- **Work to be completed**:
Gather each line of the entries below that includes "sources".

((

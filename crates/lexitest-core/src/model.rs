//! Core data model types for lexitest.
//!
//! These are the fundamental types the entire lexitest system uses to
//! represent corpus content, assembled test items, sessions, and answers.

use std::fmt;
use std::str::FromStr;

use chrono::{DateTime, Utc};
use serde::{Deserialize, Serialize};
use uuid::Uuid;

/// A vocabulary entry: a source-script word with its reading and meaning.
#[derive(Debug, Clone, Serialize, Deserialize)]
pub struct VocabEntry {
    /// Unique identifier for this entry.
    pub id: Uuid,
    /// The word in the source script (e.g. 你好).
    pub hanzi: String,
    /// Romanized reading of the source-script word.
    pub pinyin: String,
    /// Meaning in the target language.
    pub meaning: String,
    /// Optional reference to a pronunciation recording.
    #[serde(default)]
    pub audio_ref: Option<String>,
    /// Free-text category label used to filter/group content.
    #[serde(default)]
    pub tag: Option<String>,
    /// When the entry was created.
    pub created_at: DateTime<Utc>,
}

/// A named bucket associating sentences and units under a shared topic tag.
#[derive(Debug, Clone, Serialize, Deserialize)]
pub struct LessonGroup {
    pub id: Uuid,
    pub title: String,
    #[serde(default)]
    pub description: String,
    #[serde(default)]
    pub tag: Option<String>,
}

/// An authored bilingual sentence belonging to a lesson group.
#[derive(Debug, Clone, Serialize, Deserialize)]
pub struct AuthoredSentence {
    pub id: Uuid,
    pub lesson_id: Uuid,
    /// Sentence in the source script.
    pub source_text: String,
    /// Sentence in the target language.
    pub target_text: String,
    /// Fixed choices, when the sentence is presented as multiple choice.
    #[serde(default)]
    pub options: Option<Vec<String>>,
    /// Stored correct answer; defaults to `target_text` when absent.
    #[serde(default)]
    pub correct_answer: Option<String>,
    pub created_at: DateTime<Utc>,
}

impl AuthoredSentence {
    /// The authoritative answer for grading: the stored `correct_answer`,
    /// falling back to the target-language text.
    pub fn correct_answer(&self) -> &str {
        self.correct_answer.as_deref().unwrap_or(&self.target_text)
    }

    /// Whether this sentence carries a fixed option set.
    pub fn has_options(&self) -> bool {
        self.options.as_ref().is_some_and(|o| !o.is_empty())
    }
}

/// A reading-comprehension unit: an aligned paragraph pair.
#[derive(Debug, Clone, Serialize, Deserialize)]
pub struct ReadingUnit {
    pub id: Uuid,
    pub title: String,
    /// Paragraph in the source script.
    pub source_paragraph: String,
    /// Paragraph in the target language.
    pub target_paragraph: String,
    #[serde(default)]
    pub tag: Option<String>,
    pub created_at: DateTime<Utc>,
}

/// The stored answer of a reading question.
///
/// Spreadsheet ingestion produces either a plain string or a structured
/// object; grading always reads it through [`AnswerKey::canonical_text`].
#[derive(Debug, Clone, Serialize, Deserialize)]
#[serde(untagged)]
pub enum AnswerKey {
    Plain(String),
    Structured {
        #[serde(default)]
        text: Option<String>,
        #[serde(default)]
        value: Option<String>,
    },
}

impl AnswerKey {
    /// The canonical answer text: the plain string, or the structured
    /// `text` field with `value` as fallback.
    pub fn canonical_text(&self) -> &str {
        match self {
            AnswerKey::Plain(text) => text,
            AnswerKey::Structured { text, value } => text
                .as_deref()
                .or(value.as_deref())
                .unwrap_or_default(),
        }
    }
}

/// How a reading question is answered.
#[derive(Debug, Clone, Copy, PartialEq, Eq, Hash, Serialize, Deserialize)]
#[serde(rename_all = "lowercase")]
pub enum QuestionKind {
    Mcq,
    Fill,
    Translate,
}

impl Default for QuestionKind {
    fn default() -> Self {
        QuestionKind::Mcq
    }
}

impl fmt::Display for QuestionKind {
    fn fmt(&self, f: &mut fmt::Formatter<'_>) -> fmt::Result {
        match self {
            QuestionKind::Mcq => write!(f, "mcq"),
            QuestionKind::Fill => write!(f, "fill"),
            QuestionKind::Translate => write!(f, "translate"),
        }
    }
}

impl FromStr for QuestionKind {
    type Err = String;

    fn from_str(s: &str) -> Result<Self, Self::Err> {
        match s.to_lowercase().as_str() {
            "mcq" | "multiple-choice" => Ok(QuestionKind::Mcq),
            "fill" | "fill-in" => Ok(QuestionKind::Fill),
            "translate" => Ok(QuestionKind::Translate),
            other => Err(format!("unknown question kind: {other}")),
        }
    }
}

/// Difficulty rating of a reading question.
#[derive(Debug, Clone, Copy, PartialEq, Eq, Hash, Serialize, Deserialize)]
#[serde(rename_all = "lowercase")]
pub enum Difficulty {
    Easy,
    Medium,
    Hard,
}

impl Default for Difficulty {
    fn default() -> Self {
        Difficulty::Medium
    }
}

impl fmt::Display for Difficulty {
    fn fmt(&self, f: &mut fmt::Formatter<'_>) -> fmt::Result {
        match self {
            Difficulty::Easy => write!(f, "easy"),
            Difficulty::Medium => write!(f, "medium"),
            Difficulty::Hard => write!(f, "hard"),
        }
    }
}

impl FromStr for Difficulty {
    type Err = String;

    fn from_str(s: &str) -> Result<Self, Self::Err> {
        match s.to_lowercase().as_str() {
            "easy" => Ok(Difficulty::Easy),
            "medium" => Ok(Difficulty::Medium),
            "hard" => Ok(Difficulty::Hard),
            other => Err(format!("unknown difficulty: {other}")),
        }
    }
}

/// A comprehension question attached to a reading unit.
#[derive(Debug, Clone, Serialize, Deserialize)]
pub struct ReadingQuestion {
    pub id: Uuid,
    pub unit_id: Uuid,
    pub prompt_text: String,
    #[serde(default)]
    pub options: Option<Vec<String>>,
    pub answer: AnswerKey,
    #[serde(default)]
    pub kind: QuestionKind,
    #[serde(default)]
    pub difficulty: Difficulty,
}

/// A sentence pair derived from a reading unit's paragraphs.
///
/// Ephemeral: never persisted. The synthetic id is stable only within one
/// synthesis pass and must not be treated as a durable identifier.
#[derive(Debug, Clone, Serialize)]
pub struct GeneratedSentence {
    pub synthetic_id: String,
    pub lesson: LessonGroup,
    pub source_text: String,
    pub target_text: String,
}

/// The category of an assembled test item.
#[derive(Debug, Clone, Copy, PartialEq, Eq, Hash, Serialize, Deserialize)]
#[serde(rename_all = "lowercase")]
pub enum ItemKind {
    Vocab,
    Sentence,
    Reading,
}

impl fmt::Display for ItemKind {
    fn fmt(&self, f: &mut fmt::Formatter<'_>) -> fmt::Result {
        match self {
            ItemKind::Vocab => write!(f, "vocab"),
            ItemKind::Sentence => write!(f, "sentence"),
            ItemKind::Reading => write!(f, "reading"),
        }
    }
}

/// A single assembled test item, stripped of every answer-bearing field.
///
/// The struct deliberately has no answer field: stripping is enforced by
/// construction, not by serialization filters.
#[derive(Debug, Clone, Serialize, Deserialize)]
#[serde(rename_all = "camelCase")]
pub struct TestItem {
    /// Entity id, or a synthetic `gen_*` id for generated sentences.
    pub id: String,
    pub kind: ItemKind,
    pub prompt_text: String,
    /// Reading hint, present for vocab items only.
    #[serde(default, skip_serializing_if = "Option::is_none")]
    pub pinyin: Option<String>,
    #[serde(default, skip_serializing_if = "Option::is_none")]
    pub options: Option<Vec<String>>,
}

impl TestItem {
    pub fn from_vocab(vocab: &VocabEntry) -> Self {
        TestItem {
            id: vocab.id.to_string(),
            kind: ItemKind::Vocab,
            prompt_text: vocab.meaning.clone(),
            pinyin: Some(vocab.pinyin.clone()),
            options: None,
        }
    }

    pub fn from_sentence(sentence: &AuthoredSentence) -> Self {
        TestItem {
            id: sentence.id.to_string(),
            kind: ItemKind::Sentence,
            prompt_text: sentence.source_text.clone(),
            pinyin: None,
            options: sentence.options.clone(),
        }
    }

    pub fn from_question(question: &ReadingQuestion) -> Self {
        TestItem {
            id: question.id.to_string(),
            kind: ItemKind::Reading,
            prompt_text: question.prompt_text.clone(),
            pinyin: None,
            options: question.options.clone(),
        }
    }

    pub fn from_generated(generated: &GeneratedSentence) -> Self {
        TestItem {
            id: generated.synthetic_id.clone(),
            kind: ItemKind::Sentence,
            prompt_text: generated.source_text.clone(),
            pinyin: None,
            options: None,
        }
    }
}

/// The kind of learning activity a session tracks.
#[derive(Debug, Clone, Copy, PartialEq, Eq, Hash, Serialize, Deserialize)]
#[serde(rename_all = "lowercase")]
pub enum SessionMode {
    Vocab,
    Lesson,
    Reading,
    Quiz,
    Test,
}

impl fmt::Display for SessionMode {
    fn fmt(&self, f: &mut fmt::Formatter<'_>) -> fmt::Result {
        match self {
            SessionMode::Vocab => write!(f, "vocab"),
            SessionMode::Lesson => write!(f, "lesson"),
            SessionMode::Reading => write!(f, "reading"),
            SessionMode::Quiz => write!(f, "quiz"),
            SessionMode::Test => write!(f, "test"),
        }
    }
}

impl FromStr for SessionMode {
    type Err = String;

    fn from_str(s: &str) -> Result<Self, Self::Err> {
        match s.to_lowercase().as_str() {
            "vocab" => Ok(SessionMode::Vocab),
            "lesson" => Ok(SessionMode::Lesson),
            "reading" => Ok(SessionMode::Reading),
            "quiz" => Ok(SessionMode::Quiz),
            "test" => Ok(SessionMode::Test),
            other => Err(format!("unknown session mode: {other}")),
        }
    }
}

/// Running totals of a session.
#[derive(Debug, Clone, Default, Serialize, Deserialize)]
pub struct SessionSummary {
    pub total: u32,
    pub correct: u32,
    pub incorrect: u32,
    /// Percentage score, set only when the session is finalized.
    #[serde(default)]
    pub score: Option<u32>,
}

/// A bounded interaction during which a learner answers a set of items.
///
/// Created with a zeroed summary, mutated additively as answers arrive,
/// finalized once (score computed, `completed_at` stamped) and thereafter
/// immutable.
#[derive(Debug, Clone, Serialize, Deserialize)]
pub struct Session {
    pub id: Uuid,
    pub owner_id: Uuid,
    pub mode: SessionMode,
    pub summary: SessionSummary,
    pub started_at: DateTime<Utc>,
    #[serde(default)]
    pub completed_at: Option<DateTime<Utc>>,
}

impl Session {
    pub fn new(owner_id: Uuid, mode: SessionMode) -> Self {
        Session {
            id: Uuid::new_v4(),
            owner_id,
            mode,
            summary: SessionSummary::default(),
            started_at: Utc::now(),
            completed_at: None,
        }
    }
}

/// One graded submission, append-only.
#[derive(Debug, Clone, Serialize, Deserialize)]
pub struct AnswerRecord {
    pub id: Uuid,
    pub session_id: Uuid,
    /// The item id as submitted. Synthetic `gen_*` ids may appear here but
    /// carry no stable meaning across generation passes.
    pub item_id: String,
    pub item_kind: ItemKind,
    pub submitted_text: String,
    pub was_correct: bool,
    pub created_at: DateTime<Utc>,
}

impl AnswerRecord {
    pub fn new(
        session_id: Uuid,
        item_id: String,
        item_kind: ItemKind,
        submitted_text: String,
        was_correct: bool,
    ) -> Self {
        AnswerRecord {
            id: Uuid::new_v4(),
            session_id,
            item_id,
            item_kind,
            submitted_text,
            was_correct,
            created_at: Utc::now(),
        }
    }
}

/// A learner's answer to one assembled item, as submitted for grading.
#[derive(Debug, Clone, Serialize, Deserialize)]
#[serde(rename_all = "camelCase")]
pub struct SubmittedAnswer {
    pub item_id: String,
    pub kind: ItemKind,
    #[serde(default)]
    pub submitted_text: String,
    /// Prompt text echoed by the client, passed through to the result list.
    #[serde(default, skip_serializing_if = "Option::is_none")]
    pub prompt_text: Option<String>,
}
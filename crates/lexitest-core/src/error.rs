//! Engine and collaborator error types.
//!
//! `CorpusError` represents failures of the corpus/session collaborators;
//! `EngineError` is the taxonomy surfaced to callers of the engine. Defined
//! here so callers can classify failures without string matching.

use thiserror::Error;

/// Errors raised by the corpus and session collaborators.
#[derive(Debug, Error)]
pub enum CorpusError {
    /// The backing store could not be reached or failed mid-operation.
    #[error("corpus unavailable: {0}")]
    Unavailable(String),

    /// An I/O failure while reading or writing corpus data.
    #[error("corpus i/o error: {0}")]
    Io(String),
}

/// A convenience alias for collaborator results.
pub type CorpusResult<T> = Result<T, CorpusError>;

/// The primary error type for engine operations.
#[derive(Debug, Error)]
pub enum EngineError {
    /// The request was malformed (bad ratio/count, missing fields).
    /// No mutation was performed.
    #[error("invalid request: {0}")]
    Validation(String),

    /// A session or entity is absent, or not owned by the caller.
    /// No mutation was performed.
    #[error("not found: {0}")]
    NotFound(String),

    /// A collaborator failed. Writes committed before the failure point
    /// are not rolled back.
    #[error(transparent)]
    Corpus(#[from] CorpusError),

    /// An unexpected failure.
    #[error("internal error: {0}")]
    Internal(String),
}

impl EngineError {
    /// Returns `true` when the failure was caused by the request itself
    /// rather than by the engine or its collaborators.
    pub fn is_client_error(&self) -> bool {
        matches!(self, EngineError::Validation(_) | EngineError::NotFound(_))
    }
}
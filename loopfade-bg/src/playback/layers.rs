//! The two persistent visual layers
//!
//! Each layer maps to one named media source in the compositor. Mutations go
//! through the control channel first and are recorded afterwards
//! (load-then-mark). A failed command is not rolled back: the record keeps the
//! commanded value, so it may drift from the remote state until the next
//! successful command on that layer.

use std::fmt;

use tracing::debug;

use super::playlist::MediaReference;
use crate::control::{ControlChannel, MediaOptions};
use crate::error::CommandError;

/// Stable slot id of a layer
#[derive(Debug, Clone, Copy, PartialEq, Eq, Hash)]
pub enum LayerId {
    Zero,
    One,
}

impl LayerId {
    /// The other layer
    pub fn other(self) -> Self {
        match self {
            LayerId::Zero => LayerId::One,
            LayerId::One => LayerId::Zero,
        }
    }

    pub fn index(self) -> usize {
        match self {
            LayerId::Zero => 0,
            LayerId::One => 1,
        }
    }
}

impl fmt::Display for LayerId {
    fn fmt(&self, f: &mut fmt::Formatter<'_>) -> fmt::Result {
        write!(f, "layer{}", self.index())
    }
}

/// Clamp an opacity into `[0.0, 1.0]`.
///
/// Values below zero are floor-clamped as well; the ramp never produces them.
/// NaN maps to 0.0 so a bad value can only hide a layer.
pub fn clamp_opacity(value: f64) -> f64 {
    if value.is_nan() {
        0.0
    } else {
        value.clamp(0.0, 1.0)
    }
}

/// Record of one layer
#[derive(Debug, Clone, PartialEq)]
pub struct Layer {
    /// Compositor source name
    pub source: String,
    /// Media last loaded (None before the first load)
    pub media: Option<MediaReference>,
    /// Opacity last set
    pub opacity: f64,
}

impl Layer {
    fn new(source: String) -> Self {
        Self {
            source,
            media: None,
            opacity: 0.0,
        }
    }
}

/// Both layers plus the media options used for every load
#[derive(Debug, Clone)]
pub struct LayerState {
    layers: [Layer; 2],
    media_options: MediaOptions,
}

impl LayerState {
    pub fn new(sources: [String; 2], media_options: MediaOptions) -> Self {
        let [first, second] = sources;
        Self {
            layers: [Layer::new(first), Layer::new(second)],
            media_options,
        }
    }

    pub fn layer(&self, id: LayerId) -> &Layer {
        &self.layers[id.index()]
    }

    pub fn media_options(&self) -> MediaOptions {
        self.media_options
    }

    /// Load `media` onto `id` through the channel, then record it
    pub async fn set_media<C>(
        &mut self,
        channel: &mut C,
        id: LayerId,
        media: &MediaReference,
    ) -> Result<(), CommandError>
    where
        C: ControlChannel + ?Sized,
    {
        let layer = &mut self.layers[id.index()];
        let result = channel
            .set_source_media(&layer.source, media, self.media_options)
            .await;
        layer.media = Some(media.clone());
        debug!("{} ({}) loaded {}", id, layer.source, media);
        result
    }

    /// Clamp `value`, apply it through the channel, then record it
    pub async fn set_opacity<C>(
        &mut self,
        channel: &mut C,
        id: LayerId,
        value: f64,
    ) -> Result<(), CommandError>
    where
        C: ControlChannel + ?Sized,
    {
        let opacity = clamp_opacity(value);
        let layer = &mut self.layers[id.index()];
        let result = channel.set_source_opacity(&layer.source, opacity).await;
        layer.opacity = opacity;
        result
    }

    /// True when `active` is fully opaque and the other layer fully transparent
    pub fn is_at_rest(&self, active: LayerId) -> bool {
        self.layer(active).opacity == 1.0 && self.layer(active.other()).opacity == 0.0
    }
}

))

- **Result**:
    pub fn new(sources: [String; 2], media_options: MediaOptions) -> Self {
        let [first, second] = sources;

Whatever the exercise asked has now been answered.